DB Web Services

{info} DB Web Services had a major update in version 25.3.0. If you are using en earlier version, read this documentation instead, or see our upgrade guide.

DB Web Services provides the functionality to store and search chemical structures in a persistent database, currently in H2 and PostgreSQL databases. It has endpoints for:

creating/deleting tables,
inserting/deleting/modifying structures and data in the tables,
executing duplicate, substructure, full fragment and similarity searches.

This documentation describes installation, administration and usage of DB Web Services. As all JChem Microservices modules, it is available in two modes:

As part of a microservices system
As a standalone web application

Microservices system mode

In microservices system mode, the DB Web Services runs together with the Config, Discovery and Gateway services. These three services are mandatory, and optionally other services can also be part of the system. All configuration must be done in the Config service.

The default configuration applies to the microservices system mode.

The web application runs on host <server-host> and listens on port <gateway-server-port>.

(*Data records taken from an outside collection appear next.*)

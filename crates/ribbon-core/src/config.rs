//! Application configuration
//!
//! Configuration is loaded from:
//! 1. Default values
//! 2. Config file (~/.config/ribbon/config.toml)
//! 3. Environment variables (RIBBON_* prefix)
//!
//! Environment variables take precedence over config file values.

use anyhow::{Context, Result};
use serde::{Deserialize, Serialize};
use std::path::{Path, PathBuf};

use crate::storage::FileStorage;

/// Environment variable prefix
const ENV_PREFIX: &str = "RIBBON";

/// Application configuration
#[derive(Debug, Clone, Serialize, Deserialize)]
pub struct Config {
    /// Directory holding the bookmark and theme slots
    #[serde(default = "default_data_dir")]
    pub data_dir: PathBuf,

    /// Log file for the TUI (defaults to {data_dir}/debug.log)
    #[serde(default, skip_serializing_if = "Option::is_none")]
    pub log_file: Option<PathBuf>,
}

impl Default for Config {
    fn default() -> Self {
        Self {
            data_dir: default_data_dir(),
            log_file: None,
        }
    }
}

impl Config {
    /// Load configuration from default location and environment
    ///
    /// Order of precedence (highest to lowest):
    /// 1. Environment variables (RIBBON_DATA_DIR, RIBBON_LOG_FILE)
    /// 2. Config file (~/.config/ribbon/config.toml or RIBBON_CONFIG)
    /// 3. Default values
    pub fn load() -> Result<Self> {
        Self::load_from_path(&Self::config_file_path())
    }

    /// Load configuration, preferring an explicit path from the command line
    pub fn load_with_cli_override(path: Option<&PathBuf>) -> Result<Self> {
        match path {
            Some(path) => Self::load_from_path(path),
            None => Self::load(),
        }
    }

    /// Load configuration from a specific path
    ///
    /// Environment variables are still applied as overrides.
    /// If the file doesn't exist, defaults are used.
    pub fn load_from_path(path: &Path) -> Result<Self> {
        let mut config = if path.exists() {
            let content = std::fs::read_to_string(path)
                .with_context(|| format!("Failed to read config file: {:?}", path))?;
            toml::from_str(&content)
                .with_context(|| format!("Failed to parse config file: {:?}", path))?
        } else {
            Self::default()
        };

        config.apply_env_overrides();
        config.ensure_data_dir()?;
        Ok(config)
    }

    /// Load configuration from a TOML string (useful for testing)
    pub fn load_from_str(toml_content: &str) -> Result<Self> {
        let mut config: Config =
            toml::from_str(toml_content).context("Failed to parse config TOML")?;
        config.apply_env_overrides();
        Ok(config)
    }

    /// Apply environment variable overrides
    fn apply_env_overrides(&mut self) {
        if let Ok(val) = std::env::var(format!("{}_DATA_DIR", ENV_PREFIX)) {
            self.data_dir = PathBuf::from(val);
        }

        // Empty string clears it
        if let Ok(val) = std::env::var(format!("{}_LOG_FILE", ENV_PREFIX)) {
            self.log_file = if val.is_empty() {
                None
            } else {
                Some(PathBuf::from(val))
            };
        }
    }

    /// Ensure data directory exists
    fn ensure_data_dir(&self) -> Result<()> {
        if !self.data_dir.exists() {
            std::fs::create_dir_all(&self.data_dir)
                .with_context(|| format!("Failed to create data directory: {:?}", self.data_dir))?;
        }
        Ok(())
    }

    /// Save configuration to the default config file
    pub fn save(&self) -> Result<()> {
        self.save_to_path(&Self::config_file_path())
    }

    /// Save configuration to a specific file
    pub fn save_to_path(&self, config_path: &Path) -> Result<()> {
        if let Some(parent) = config_path.parent() {
            std::fs::create_dir_all(parent)
                .with_context(|| format!("Failed to create config directory: {:?}", parent))?;
        }

        let content = toml::to_string_pretty(self).context("Failed to serialize config")?;
        std::fs::write(config_path, content)
            .with_context(|| format!("Failed to write config file: {:?}", config_path))?;
        Ok(())
    }

    /// Get the config file path
    ///
    /// Can be overridden with RIBBON_CONFIG environment variable
    pub fn config_file_path() -> PathBuf {
        if let Ok(path) = std::env::var(format!("{}_CONFIG", ENV_PREFIX)) {
            return PathBuf::from(path);
        }

        dirs::config_dir()
            .unwrap_or_else(|| PathBuf::from("."))
            .join("ribbon")
            .join("config.toml")
    }

    /// Slot storage rooted at the data directory
    pub fn storage(&self) -> FileStorage {
        FileStorage::new(&self.data_dir)
    }

    /// Where the TUI writes its log
    pub fn log_path(&self) -> PathBuf {
        self.log_file
            .clone()
            .unwrap_or_else(|| self.data_dir.join("debug.log"))
    }
}

/// Get the default data directory
fn default_data_dir() -> PathBuf {
    dirs::data_local_dir()
        .unwrap_or_else(|| PathBuf::from("."))
        .join("ribbon")
}
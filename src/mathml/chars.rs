//! Character-level substitutions for text leaves.

/// U+2061 FUNCTION APPLICATION, inserted by canonicalizers between a
/// function and its argument. Invisible, and removed entirely.
pub const FUNCTION_APPLICATION: char = '\u{2061}';

/// Normalize look-alike codepoints in leaf text.
///
/// U+2212 MINUS SIGN becomes an ASCII hyphen-minus, U+2009 THIN SPACE
/// becomes a plain space, and the function-application marker is deleted
/// wherever it occurs. Pure function of the string; whitespace trimming is
/// the caller's concern.
pub fn normalize_characters(s: &str) -> String {
    s.chars()
        .filter_map(|c| match c {
            '\u{2212}' => Some('-'),
            '\u{2009}' => Some(' '),
            FUNCTION_APPLICATION => None,
            other => Some(other),
        })
        .collect()
}
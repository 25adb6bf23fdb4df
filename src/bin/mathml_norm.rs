//! Command-line interface for mathml-norm
//! This binary normalizes a MathML file: it runs the external MathMLCan
//! canonicalizer (unless told not to) and then applies the structural pass.
//!
//! Usage:
//!   mathml-norm <file.xml>                      - canonicalize + normalize, compact XML to stdout
//!   mathml-norm <file.xml> --pretty-print       - same, indented output
//!   mathml-norm <file.xml> --no-canonicalize    - structural pass only, no JVM required
//!   mathml-norm <file.xml> --emit json          - dump the normalized tree as JSON

use clap::{Arg, ArgAction, Command};
use mathml_norm::mathml::{Canonicalize, MathMlCan, Passthrough, Pipeline};
use std::process;

const DEFAULT_JAR: &str =
    "MathMLCan/target/mathml-canonicalizer-1.3.1-jar-with-dependencies.jar";

fn main() {
    let matches = Command::new("mathml-norm")
        .version(env!("CARGO_PKG_VERSION"))
        .about("Normalize a MathML file into a canonical, comparison-friendly form")
        .arg(
            Arg::new("xml")
                .help("MathML file to normalize")
                .required(true)
                .index(1),
        )
        .arg(
            Arg::new("jar")
                .long("jar")
                .default_value(DEFAULT_JAR)
                .help("MathMLCan jar file"),
        )
        .arg(
            Arg::new("config")
                .long("config")
                .default_value("config.xml")
                .help("MathMLCan config file"),
        )
        .arg(
            Arg::new("logging-properties")
                .long("logging-properties")
                .help("Java properties file configuring the canonicalizer's logging"),
        )
        .arg(
            Arg::new("pretty-print")
                .long("pretty-print")
                .action(ArgAction::SetTrue)
                .help("Pretty-print the output"),
        )
        .arg(
            Arg::new("no-canonicalize")
                .long("no-canonicalize")
                .action(ArgAction::SetTrue)
                .help("Skip the external canonicalizer and run only the structural pass"),
        )
        .arg(
            Arg::new("emit")
                .long("emit")
                .value_parser(["xml", "json"])
                .default_value("xml")
                .help("Output representation"),
        )
        .get_matches();

    // clap enforces presence of the positional argument
    let path = matches
        .get_one::<String>("xml")
        .cloned()
        .unwrap_or_default();

    let markup = match std::fs::read_to_string(&path) {
        Ok(markup) => markup,
        Err(err) => fail(&path, &err),
    };

    let canonicalizer: Box<dyn Canonicalize> = if matches.get_flag("no-canonicalize") {
        Box::new(Passthrough)
    } else {
        let mut can = MathMlCan::new(
            matches
                .get_one::<String>("jar")
                .cloned()
                .unwrap_or_else(|| DEFAULT_JAR.to_string()),
        );
        if let Some(config) = matches.get_one::<String>("config") {
            can = can.with_config(config);
        }
        if let Some(properties) = matches.get_one::<String>("logging-properties") {
            can = can.with_logging_properties(properties);
        }
        Box::new(can)
    };

    let pipeline = Pipeline::new(canonicalizer).pretty(matches.get_flag("pretty-print"));

    let output = match matches.get_one::<String>("emit").map(String::as_str) {
        Some("json") => match pipeline.normalize_markup(&markup) {
            Ok(tree) => match serde_json::to_string_pretty(&tree) {
                Ok(json) => json,
                Err(err) => fail(&path, &err),
            },
            Err(err) => fail(&path, &err),
        },
        _ => match pipeline.run(&markup) {
            Ok(xml) => xml,
            Err(err) => fail(&path, &err),
        },
    };

    println!("{}", output);
}

fn fail(path: &str, err: &dyn std::fmt::Display) -> ! {
    eprintln!("Error while processing: {}", path);
    eprintln!("{}", err);
    process::exit(1);
}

Standalone web application mode

In standalone web application mode, the DB Web Services runs alone, without the Config, Discovery and Gateway services (however, the installer installs them as well).

The default configuration must be changed according to the standalone web application mode. Set the following in the application.properties file

eureka.client.enabled=false
spring.cloud.config.enabled=false
If you are using a version earlier than 25.3.0 remove the line that starts with spring.config.import=

All configuration must be done in the DB module.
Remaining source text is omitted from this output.